There are numerous solutions for reducing the risk of respiratory illness for potable water systems from Legionella pneumophila and other opportunistic organisms. One is to first start with filtration of the incoming source water for particulates.  Dirt and sediment can reduce the efficacy of disinfectants, reducing its bacetericidal potency.  Since L. pneumophlia growth is more prevalent in the hot water system, the hot water should also have microbial reduction filtration.  These recommendations should also extend to water cooling towers, where they should be filtered for sediment and microbial contaminates.

Main Article

The CDC has reported that Legionnaires’ disease has increased over 4.5 times from 2000- 2015 (Centre of Disease Control, 2017). Legionnaires’ disease is primarily caused by Legionella pneumophlia bacteria when present as an aerosol (Centre of Disease Control, 2017).  Outbreaks have been linked to contaminated, poorly maintained water sources in many hospitals and long-term care (LTC) homes (Center for Medicare and Medicad Services, 2017). The CDC has published a Legionella tool kit which is designed to provide a practical guide for implementing industry standards, most notably the latest industry standard ASHRAE 188 Legionellosis: Risk Management for Building Water Systems (Centre of Disease Control, 2017).  The CDC guide is designed to assist building owners in developing a water management program to reduce Legionella growth & spread in buildings. This guideline provides building owners/managers a template to produce a Water Management Plan for the facility. It provides suggestions for identifying areas within the building to monitor temperature, residual disinfectants and pH with suggested control limits for each. It also suggests periodic testing for Legionella pneumophlia and corrective action, when contamination control limits are not maintained (Centre of Disease Control, 2017). While these industry standards and policies are certainly a step in the right direction and will surely improve identification of the problem sites, monitoring, corrective action and verification of the building it cannot eliminate the outbreaks for Legionnaires’ disease.

Central treatment plants face the problem of distributing potable water to each end user through nearly one billion miles of underground piping.  Regardless of the water quality produced at the plant getting it to the end user is dependent on the quality of the distribution systems.  The EPA contracted the National Research Council to produce study on “Public Water Supply Distribution Systems: Assessing and Reducing Risks” (National Research Council, 2005). This report clearly identifies the water quality issues attributed to distribution systems and includes, the EPA estimate costs for next 20 years for water transmission and distribution repair to be $83 billion (National Research Council, 2005)..

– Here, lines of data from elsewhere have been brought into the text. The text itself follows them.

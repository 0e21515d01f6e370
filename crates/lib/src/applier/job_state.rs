use thiserror::Error;
use tracing::debug;

use crate::deployment::{Instance, Job};
use crate::packages_compiler::{PackagesCompiler, PackagesCompilerError};
use crate::templates_compiler::{TemplatesCompiler, TemplatesCompilerError};

use super::spec::{ApplySpec, JobTemplateSpec, PackageSpec, RenderedTemplatesArchiveSpec};

#[derive(Debug, Error)]
pub enum ApplyError {
  #[error("finding packages for template {template}: {source}")]
  FindPackages {
    template: String,
    #[source]
    source: TemplatesCompilerError,
  },

  #[error("finding compiled package {package}: {source}")]
  FindCompiledPackage {
    package: String,
    #[source]
    source: PackagesCompilerError,
  },

  #[error("finding rendered archive {job}: {source}")]
  FindRenderedArchive {
    job: String,
    #[source]
    source: TemplatesCompilerError,
  },

  #[error("package {package} resolves to different compiled records ({first} and {second})")]
  ConflictingPackage {
    package: String,
    first: String,
    second: String,
  },
}

/// State of a machine that should run one deployment job.
///
/// Assembly only reads published records; everything must already be
/// compiled.
pub struct JobState<'a, T, P> {
  job: &'a Job,
  instance: &'a Instance,
  templates_compiler: &'a T,
  packages_compiler: &'a P,
}

impl<'a, T: TemplatesCompiler, P: PackagesCompiler> JobState<'a, T, P> {
  pub fn new(job: &'a Job, instance: &'a Instance, templates_compiler: &'a T, packages_compiler: &'a P) -> Self {
    Self {
      job,
      instance,
      templates_compiler,
      packages_compiler,
    }
  }

  pub fn as_apply_spec(&self) -> Result<ApplySpec, ApplyError> {
    let mut spec = ApplySpec::empty(self.instance);

    spec.job.name = self.job.name.clone();
    spec.job.template_specs = self.job_template_specs();
    self.add_package_specs(&mut spec)?;
    spec.rendered_templates_archive = Some(self.rendered_templates_archive()?);

    debug!(
      job = %self.job.name,
      instance = %self.instance.slug(),
      packages = spec.packages.len(),
      "assembled apply spec"
    );
    Ok(spec)
  }

  fn job_template_specs(&self) -> Vec<JobTemplateSpec> {
    self
      .job
      .templates
      .iter()
      .map(|template| JobTemplateSpec {
        name: template.name.clone(),
        version: template.version.clone(),
      })
      .collect()
  }

  fn add_package_specs(&self, spec: &mut ApplySpec) -> Result<(), ApplyError> {
    for template in &self.job.templates {
      let packages = self
        .templates_compiler
        .find_packages(template)
        .map_err(|source| ApplyError::FindPackages {
          template: template.name.clone(),
          source,
        })?;

      for package in packages {
        let record = self
          .packages_compiler
          .find_compiled_package(&package)
          .map_err(|source| ApplyError::FindCompiledPackage {
            package: package.name.clone(),
            source,
          })?;

        let package_spec = PackageSpec {
          name: package.name.clone(),
          version: package.version,
          sha1: record.sha1,
          blobstore_id: record.blob_id,
        };

        match spec.packages.get(&package.name) {
          Some(existing) if *existing != package_spec => {
            return Err(ApplyError::ConflictingPackage {
              package: package.name,
              first: format!("{}@{}", existing.version, existing.sha1),
              second: format!("{}@{}", package_spec.version, package_spec.sha1),
            });
          }
          Some(_) => {}
          None => {
            spec.packages.insert(package.name, package_spec);
          }
        }
      }
    }
    Ok(())
  }

  fn rendered_templates_archive(&self) -> Result<RenderedTemplatesArchiveSpec, ApplyError> {
    let record = self
      .templates_compiler
      .find_rendered_archive(self.job, self.instance)
      .map_err(|source| ApplyError::FindRenderedArchive {
        job: self.job.name.clone(),
        source,
      })?;

    Ok(RenderedTemplatesArchiveSpec {
      sha1: record.sha1,
      blobstore_id: record.blob_id,
    })
  }
}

It is the responsibility of the Public Water Supplier (PWS) to notify its customers when water quality is at risk due to failures in the distribution system or upsets at the plant. Identification of these failures cannot be detected 100% of the time, but when identified the PWS issues public notice of the problem. As a result, the PWS cannot guarantee safe water 100% of the time.  Therefore, it behoves the facility managers to proactively manage their potable water within the premise plumbing as well as any cooling towers.

Legionella grows best at temperatures between about 20°C and 50°C (68°F and 122°F)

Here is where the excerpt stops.